Problem description:
Find every line with the string "against" in the material below and copy it.

Extracted information:
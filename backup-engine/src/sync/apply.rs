//! Delta application to reconstruct files.

use fast_rsync::apply;
use std::fs;
use std::path::Path;

use crate::utils::errors::{EngineError, Result};

/// Apply a delta to baseline data to reconstruct the new file.
pub fn apply_delta_to_bytes(baseline_data: &[u8], delta: &[u8]) -> Result<Vec<u8>> {
    let mut output = Vec::new();
    apply(baseline_data, delta, &mut output)
        .map_err(|e| EngineError::DeltaSync(format!("delta apply failed: {e:?}")))?;
    Ok(output)
}

/// Apply delta in-place, replacing the baseline file.
///
/// Returns the reconstructed size.
pub fn apply_delta_in_place(baseline_path: &Path, delta: &[u8]) -> Result<usize> {
    let baseline_data = fs::read(baseline_path)?;
    let reconstructed = apply_delta_to_bytes(&baseline_data, delta)?;
    fs::write(baseline_path, &reconstructed)?;
    Ok(reconstructed.len())
}
//! Bookkeeping for queued and running operations.

use std::collections::HashMap;
use std::sync::Arc;
use tokio::sync::{watch, RwLock};
use tokio::task::AbortHandle;
use tracing::debug;

use super::task::{OperationKind, TaskControl, TaskState};

struct TrackedTask {
    kind: OperationKind,
    control: TaskControl,
    state: watch::Sender<TaskState>,
    worker: Option<AbortHandle>,
}

/// Tracks every task the controller accepted until it finishes.
#[derive(Clone, Default)]
pub struct TaskTracker {
    tasks: Arc<RwLock<HashMap<String, TrackedTask>>>,
}

impl TaskTracker {
    pub fn new() -> Self {
        Self::default()
    }

    /// Register a queued task and return the receiver for its state.
    pub async fn register(&self, task_id: &str, kind: OperationKind, control: TaskControl) -> watch::Receiver<TaskState> {
        let (state, rx) = watch::channel(TaskState::Idle);
        let mut tasks = self.tasks.write().await;
        tasks.insert(
            task_id.to_string(),
            TrackedTask {
                kind,
                control,
                state,
                worker: None,
            },
        );
        rx
    }

    /// Attach the worker's abort handle once it is spawned.
    pub async fn attach_worker(&self, task_id: &str, handle: AbortHandle) {
        if let Some(task) = self.tasks.write().await.get_mut(task_id) {
            task.worker = Some(handle);
        }
    }

    /// Move a task to `next` if the state machine allows it.
    pub async fn transition(&self, task_id: &str, next: TaskState) -> bool {
        let tasks = self.tasks.read().await;
        let Some(task) = tasks.get(task_id) else {
            return false;
        };
        let current = *task.state.borrow();
        if current == next {
            return true;
        }
        if !current.can_transition_to(next) {
            debug!("Ignoring transition {} -> {} for task {}", current, next, task_id);
            return false;
        }
        task.state.send_replace(next);
        true
    }

    pub async fn state(&self, task_id: &str) -> Option<TaskState> {
        self.tasks.read().await.get(task_id).map(|t| *t.state.borrow())
    }

    pub async fn kind(&self, task_id: &str) -> Option<OperationKind> {
        self.tasks.read().await.get(task_id).map(|t| t.kind)
    }

    pub async fn pause(&self, task_id: &str) -> bool {
        let Some(control) = self.control(task_id).await else {
            return false;
        };
        control.pause();
        // A queued task stays Idle and starts paused
        self.transition(task_id, TaskState::Paused).await || self.state(task_id).await == Some(TaskState::Idle)
    }

    pub async fn resume(&self, task_id: &str) -> bool {
        let Some(control) = self.control(task_id).await else {
            return false;
        };
        control.resume();
        self.transition(task_id, TaskState::Running).await || self.state(task_id).await == Some(TaskState::Idle)
    }

    pub async fn stop(&self, task_id: &str) -> bool {
        match self.control(task_id).await {
            Some(control) => {
                control.request_stop();
                true
            }
            None => false,
        }
    }

    /// Trip the cancellation token and hard-cancel the worker task.
    pub async fn abort(&self, task_id: &str) -> bool {
        let tasks = self.tasks.read().await;
        match tasks.get(task_id) {
            Some(task) => {
                task.control.abort();
                if let Some(worker) = &task.worker {
                    worker.abort();
                }
                true
            }
            None => false,
        }
    }

    /// Forget a finished task.
    ///
    /// The terminal -> Idle edge belongs to the controller, which is idle
    /// again once the queue permit is released. A task's own watch keeps
    /// its terminal state so late observers of a ticket still see the outcome.
    pub async fn complete(&self, task_id: &str) {
        let Some(task) = self.tasks.write().await.remove(task_id) else {
            return;
        };
        let last = *task.state.borrow();
        if last.can_transition_to(TaskState::Idle) {
            debug!("Task {} finished as {}", task_id, last);
        } else {
            debug!("Task {} dropped in non-terminal state {}", task_id, last);
        }
    }

    /// Tasks accepted but not yet finished, queued ones included.
    pub async fn active_count(&self) -> usize {
        self.tasks.read().await.len()
    }

    async fn control(&self, task_id: &str) -> Option<TaskControl> {
        self.tasks.read().await.get(task_id).map(|t| t.control.clone())
    }
}

#[cfg(test)]
mod tests {
    use super::*;

    #[tokio::test]
    async fn test_transitions_follow_state_machine() {
        let tracker = TaskTracker::new();
        let control = TaskControl::new();
        let rx = tracker.register("a", OperationKind::Backup, control.clone()).await;

        assert!(!tracker.transition("a", TaskState::Completed).await);
        assert!(tracker.transition("a", TaskState::Running).await);
        assert!(tracker.pause("a").await);
        assert!(control.is_paused());
        assert_eq!(*rx.borrow(), TaskState::Paused);
        assert!(tracker.resume("a").await);
        assert_eq!(*rx.borrow(), TaskState::Running);
        assert!(tracker.transition("a", TaskState::Completed).await);
        assert!(!tracker.transition("a", TaskState::Running).await);
    }

    #[tokio::test]
    async fn test_complete_keeps_terminal_state_for_observers() {
        let tracker = TaskTracker::new();
        let rx = tracker.register("a", OperationKind::Backup, TaskControl::new()).await;
        assert!(tracker.transition("a", TaskState::Running).await);
        assert!(tracker.transition("a", TaskState::Stopped).await);

        tracker.complete("a").await;
        assert_eq!(*rx.borrow(), TaskState::Stopped);
        assert!(rx.borrow().can_transition_to(TaskState::Idle));
        assert_eq!(tracker.state("a").await, None);
        assert_eq!(tracker.active_count().await, 0);
    }

    #[tokio::test]
    async fn test_abort_cancels_worker() {
        let tracker = TaskTracker::new();
        let control = TaskControl::new();
        tracker.register("a", OperationKind::Restore, control.clone()).await;

        let worker = tokio::spawn(async {
            tokio::time::sleep(std::time::Duration::from_secs(60)).await;
        });
        tracker.attach_worker("a", worker.abort_handle()).await;

        assert!(tracker.abort("a").await);
        assert!(control.is_aborted());
        assert!(worker.await.unwrap_err().is_cancelled());

        tracker.complete("a").await;
        assert_eq!(tracker.active_count().await, 0);
        assert!(!tracker.abort("a").await);
    }
}
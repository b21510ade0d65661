//! Backup Engine - Main entry point
//!
//! Runs one operation against a destination and prints its result as JSON.

use anyhow::{bail, Result};
use backup_engine::controller::operations::RetentionRule;
use backup_engine::controller::DEFAULT_TEST_SAMPLES;
use backup_engine::daemon::shutdown::{ShutdownCoordinator, ShutdownSignal};
use backup_engine::executor::RestoreSelection;
use backup_engine::registry::ModuleRegistry;
use backup_engine::utils::units::parse_point_in_time;
use backup_engine::{utils, Config, Operation, OperationController};
use clap::{Parser, Subcommand};
use std::path::PathBuf;
use std::sync::Arc;

#[derive(Parser, Debug)]
#[command(author, version, about, long_about = None)]
struct Args {
    /// Path to configuration file
    #[arg(short, long, value_name = "FILE")]
    config: Option<PathBuf>,

    /// Destination URL (overrides config)
    #[arg(short, long, value_name = "URL")]
    destination: Option<String>,

    /// Engine option as key=value, may be repeated
    #[arg(short = 'o', long = "option", value_name = "KEY=VALUE")]
    options: Vec<String>,

    /// Delete for real instead of reporting (delete, repair)
    #[arg(long)]
    force: bool,

    /// Log level (trace, debug, info, warn, error)
    #[arg(short, long)]
    log_level: Option<String>,

    #[command(subcommand)]
    command: Command,
}

#[derive(Subcommand, Debug)]
enum Command {
    /// Back up one or more source paths
    Backup {
        #[arg(required = true)]
        sources: Vec<PathBuf>,

        /// Force a full backup
        #[arg(long)]
        full: bool,
    },
    /// Restore into a target directory
    Restore {
        target: PathBuf,

        /// Point in time: date, RFC 3339 timestamp or age such as 3d
        #[arg(short, long)]
        time: Option<String>,

        /// Replace target files that differ
        #[arg(long)]
        overwrite: bool,
    },
    /// Remove old backup chains
    Delete {
        /// Keep the newest N full backups
        #[arg(long, value_name = "N", conflicts_with = "older_than", required_unless_present = "older_than")]
        keep_last: Option<usize>,

        /// Remove chains older than a date or age such as 6m
        #[arg(long, value_name = "WHEN")]
        older_than: Option<String>,
    },
    /// List backup chains and untrusted leftovers
    List,
    /// Remove volumes no manifest vouches for
    Repair,
    /// Store the newest state as a new full backup
    Compact,
    /// Download and verify the newest backups
    Test {
        #[arg(long, default_value_t = DEFAULT_TEST_SAMPLES)]
        samples: usize,
    },
}

fn parse_option(pair: &str) -> Result<(String, String)> {
    match pair.split_once('=') {
        Some((key, value)) => Ok((key.trim().to_string(), value.to_string())),
        // A bare key is a boolean switch
        None if !pair.trim().is_empty() => Ok((pair.trim().to_string(), String::new())),
        None => bail!("empty option"),
    }
}

#[tokio::main]
async fn main() -> Result<()> {
    let args = Args::parse();

    // Load configuration
    let config = Config::load(args.config.as_deref())?;

    // Initialize logging
    let log_level = args.log_level.as_deref().unwrap_or(&config.log.level);
    utils::logger::init(log_level)?;

    let mut raw = config.raw_options();
    for pair in &args.options {
        let (key, value) = parse_option(pair)?;
        raw.insert(key, value);
    }
    if args.force {
        raw.insert("force".into(), "true".into());
    }

    let operation = match args.command {
        Command::Backup { sources, full } => {
            if full {
                raw.insert("full".into(), "true".into());
            }
            Operation::Backup { sources }
        }
        Command::Restore {
            target,
            time,
            overwrite,
        } => {
            if overwrite {
                raw.insert("overwrite".into(), "true".into());
            }
            let selection = match time {
                Some(t) => RestoreSelection::At(parse_point_in_time(&t, chrono::Utc::now())?),
                None => RestoreSelection::Latest,
            };
            Operation::Restore { selection, target }
        }
        Command::Delete { keep_last, older_than } => match (keep_last, older_than) {
            (Some(n), _) => Operation::Delete(RetentionRule::KeepLastFull(n)),
            (None, Some(when)) => Operation::Delete(RetentionRule::OlderThan(when)),
            (None, None) => bail!("delete needs --keep-last or --older-than"),
        },
        Command::List => Operation::List,
        Command::Repair => Operation::Repair,
        Command::Compact => Operation::Compact,
        Command::Test { samples } => Operation::Test { samples },
    };

    let Some(url) = args.destination.or(config.destination.url) else {
        bail!("no destination given (use --destination or destination.url in the config file)");
    };

    tracing::info!("Starting backup-engine v{} against {}", env!("CARGO_PKG_VERSION"), url);

    let registry = Arc::new(ModuleRegistry::builtin());
    let destination = registry.open_destination(&url).await?;
    let controller = OperationController::new(destination, registry, raw);

    let shutdown = ShutdownCoordinator::new();
    let mut signals = shutdown.subscribe();
    let ticket = controller.submit(operation).await;
    let task_id = ticket.id.clone();

    let signal_controller = controller.clone();
    let signal_handle = tokio::spawn(async move {
        while let Ok(signal) = signals.recv().await {
            match signal {
                ShutdownSignal::Stop => signal_controller.stop(&task_id).await,
                ShutdownSignal::Abort => signal_controller.abort(&task_id).await,
            };
        }
    });

    let watcher = tokio::spawn(async move { shutdown.watch_signals().await });
    let result = ticket.wait().await;
    watcher.abort();
    signal_handle.abort();

    let output = result?;
    for warning in output.warnings().iter() {
        eprintln!("warning: {warning}");
    }
    println!("{}", serde_json::to_string_pretty(&output)?);

    Ok(())
}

Response to the task:
//! Runs one operation against a destination and prints its result as JSON.
    tracing::info!("Starting backup-engine v{} against {}", env!("CARGO_PKG_VERSION"), url);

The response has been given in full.